I’m cocooned in ice. That’s how I feel when I stand on the deck of Eyebright and look outwards towards the glittering walls. They seem unbreakable until a deep fissure sends an icy shoulder cascading into the sea. At times I want to pinch myself. Is this really happening? Whales surfacing in a torrent of water? Sea lions basking on rocks? Magnificent white cruise liners reducing our boat to toy-like proportions?

Daveth Carew, the owner of Eyebright, is perfectly at ease among the shimmering ice sculptures. He looks older than his forty-five years, his skin tanned and seamed around the eyes from squinting at new horizons. He specialises in tours for small groups who prefer a more intimate cruise than the ones offered by those massive floating cities. Eyebright caters for eight people. It’s spacious with just the three of us on board and easy to manoeuvre. My duties are light, the boat easy to maintain. I email and Skype the family when we dock at night. I’ve had no contact with Jake.

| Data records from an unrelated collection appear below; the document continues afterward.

//! Association, Archive Constituent, and Association History (spec §3).

use super::did::DidType;

/// A directed edge `(parent_scope, parent_name) -> (child_scope, child_name)`.
/// Primary key is the 4-tuple; cached columns mirror the child FILE's
/// canonical attributes so downstream aggregation doesn't need a join.
#[derive(Debug, Clone, PartialEq)]
pub struct Association {
    pub parent_scope: String,
    pub parent_name: String,
    pub child_scope: String,
    pub child_name: String,
    pub did_type: DidType,
    pub child_type: DidType,
    pub bytes: Option<i64>,
    pub adler32: Option<String>,
    pub md5: Option<String>,
    pub guid: Option<String>,
    pub events: Option<i64>,
    pub rule_evaluation: bool,
}

/// `(archive_scope, archive_name) -> (file_scope, file_name)`. Parallel
/// relation to `Association`, reserved for files inside archive files
/// (spec §3).
#[derive(Debug, Clone, PartialEq)]
pub struct ArchiveConstituent {
    pub archive_scope: String,
    pub archive_name: String,
    pub file_scope: String,
    pub file_name: String,
    pub bytes: Option<i64>,
    pub adler32: Option<String>,
    pub md5: Option<String>,
    pub guid: Option<String>,
}

/// Immutable log row written when an `Association` is removed.
#[derive(Debug, Clone, PartialEq)]
pub struct AssociationHistory {
    pub parent_scope: String,
    pub parent_name: String,
    pub child_scope: String,
    pub child_name: String,
    pub did_type: DidType,
    pub child_type: DidType,
    pub bytes: Option<i64>,
    pub adler32: Option<String>,
    pub md5: Option<String>,
    pub guid: Option<String>,
    pub events: Option<i64>,
    /// `created_at` of the parent DID at the moment of removal.
    pub did_created_at: Option<i64>,
    pub deleted_at: i64,
}
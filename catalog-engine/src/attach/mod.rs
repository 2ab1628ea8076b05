//! Attach Engine (spec §4.3): bulk attach of children to a parent DID,
//! dispatching on parent type.

mod archive;
mod container;
mod dataset;

use std::collections::{BTreeMap, HashSet};

use catalog_core::errors::CatalogError;
use catalog_core::traits::{MessageSink, ReplicaEngine};
use catalog_core::types::{DidAction, DidKey, DidType, UpdatedDidMarker};
use catalog_storage::queries::updated_did_markers;
use catalog_storage::CatalogTx;
use serde_json::Value;

/// One child named in an attachment request.
#[derive(Debug, Clone)]
pub struct ChildAttachment {
    pub scope: String,
    pub name: String,
    pub bytes: Option<i64>,
    pub adler32: Option<String>,
    pub md5: Option<String>,
    pub guid: Option<String>,
    pub events: Option<i64>,
    pub extra: BTreeMap<String, Value>,
}

impl ChildAttachment {
    pub fn key(&self) -> DidKey {
        DidKey::new(self.scope.clone(), self.name.clone())
    }
}

/// One `(parent, children)` item of an `attach_dids_to_dids` batch.
#[derive(Debug, Clone)]
pub struct Attachment {
    pub parent: DidKey,
    pub children: Vec<ChildAttachment>,
    pub rse_id: Option<String>,
}

/// `attach_dids_to_dids` (spec §4.3).
///
/// Preserves the original implementation's early-return behavior when a
/// batch item targets a FILE (archive) parent: that one attachment is
/// handled and the call returns without processing subsequent items in
/// the same batch. This mirrors a bare `return` inside the per-attachment
/// loop of the original `attach_dids_to_dids`; batches should not mix
/// archive and non-archive attachments if every attachment must be
/// processed.
pub fn attach_dids_to_dids(
    tx: &mut CatalogTx<'_>,
    attachments: &[Attachment],
    account: &str,
    ignore_duplicate: bool,
    replica_engine: &dyn ReplicaEngine,
    message_sink: &dyn MessageSink,
    now: i64,
) -> Result<(), CatalogError> {
    let mut markers: HashSet<UpdatedDidMarker> = HashSet::new();

    for attachment in attachments {
        let parent = tx
            .lock_did_for_update(&attachment.parent)?
            .ok_or_else(|| CatalogError::DidNotFound {
                scope: attachment.parent.scope.clone(),
                name: attachment.parent.name.clone(),
            })?;

        match parent.did_type {
            DidType::File => {
                if !crate::entity::is_archive_name(&parent.name) {
                    return Err(CatalogError::UnsupportedOperation {
                        scope: parent.scope.clone(),
                        name: parent.name.clone(),
                        reason: "FILE parent does not match the archive extension policy"
                            .to_string(),
                    });
                }
                let changed = archive::attach_to_archive(
                    tx,
                    &parent,
                    &attachment.children,
                    ignore_duplicate,
                    account,
                    now,
                )?;
                if changed {
                    markers.insert(UpdatedDidMarker::new(
                        parent.scope.clone(),
                        parent.name.clone(),
                        DidAction::Attach,
                    ));
                }
                flush_markers(tx, &markers)?;
                return Ok(());
            }

            DidType::Dataset => {
                if !parent.is_open {
                    return Err(CatalogError::UnsupportedOperation {
                        scope: parent.scope.clone(),
                        name: parent.name.clone(),
                        reason: "cannot attach to a closed DATASET".to_string(),
                    });
                }
                let new_keys = dataset::attach_files_to_dataset(
                    tx,
                    &parent,
                    &attachment.children,
                    ignore_duplicate,
                    attachment.rse_id.as_deref(),
                    replica_engine,
                )?;
                if !new_keys.is_empty() {
                    markers.insert(UpdatedDidMarker::new(
                        parent.scope.clone(),
                        parent.name.clone(),
                        DidAction::Attach,
                    ));
                }
            }

            DidType::Container => {
                if !parent.is_open {
                    return Err(CatalogError::UnsupportedOperation {
                        scope: parent.scope.clone(),
                        name: parent.name.clone(),
                        reason: "cannot attach to a closed CONTAINER".to_string(),
                    });
                }
                let accepted = container::attach_to_container(
                    tx,
                    &parent,
                    &attachment.children,
                    ignore_duplicate,
                    account,
                    message_sink,
                )?;
                if accepted > 0 {
                    markers.insert(UpdatedDidMarker::new(
                        parent.scope.clone(),
                        parent.name.clone(),
                        DidAction::Attach,
                    ));
                }
            }
        }
    }

    flush_markers(tx, &markers)
}

fn flush_markers(
    tx: &CatalogTx<'_>,
    markers: &HashSet<UpdatedDidMarker>,
) -> Result<(), CatalogError> {
    for marker in markers {
        updated_did_markers::insert_marker(tx.raw(), marker)?;
    }
    Ok(())
}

Eleanor rings one morning, nighttime at home, and asks why I ran away from my children? I suspect she’s had a glass or more of wine.

‘Jake won’t tell me anything about you,’ she says. ‘I’ve absolutely no idea what you’re doing.’

‘What’s there to tell?’ I reply. ‘One iceberg is much the same as another.’

‘An interesting observation, Nadine, but quite untrue. Even snowflakes have unique characteristics. This man Daveth… you’re not –’

‘No. We’re not. Goodbye Eleanor.’

Ali phones regularly and talks about Barnstormers, the drama group she joined. Cutting edge, she says. Avant garde and experimental. The artistic director is amazing. She mentions Mark Brewer too many times for objectivity and shrieks in denial when I ask if he has stolen her heart.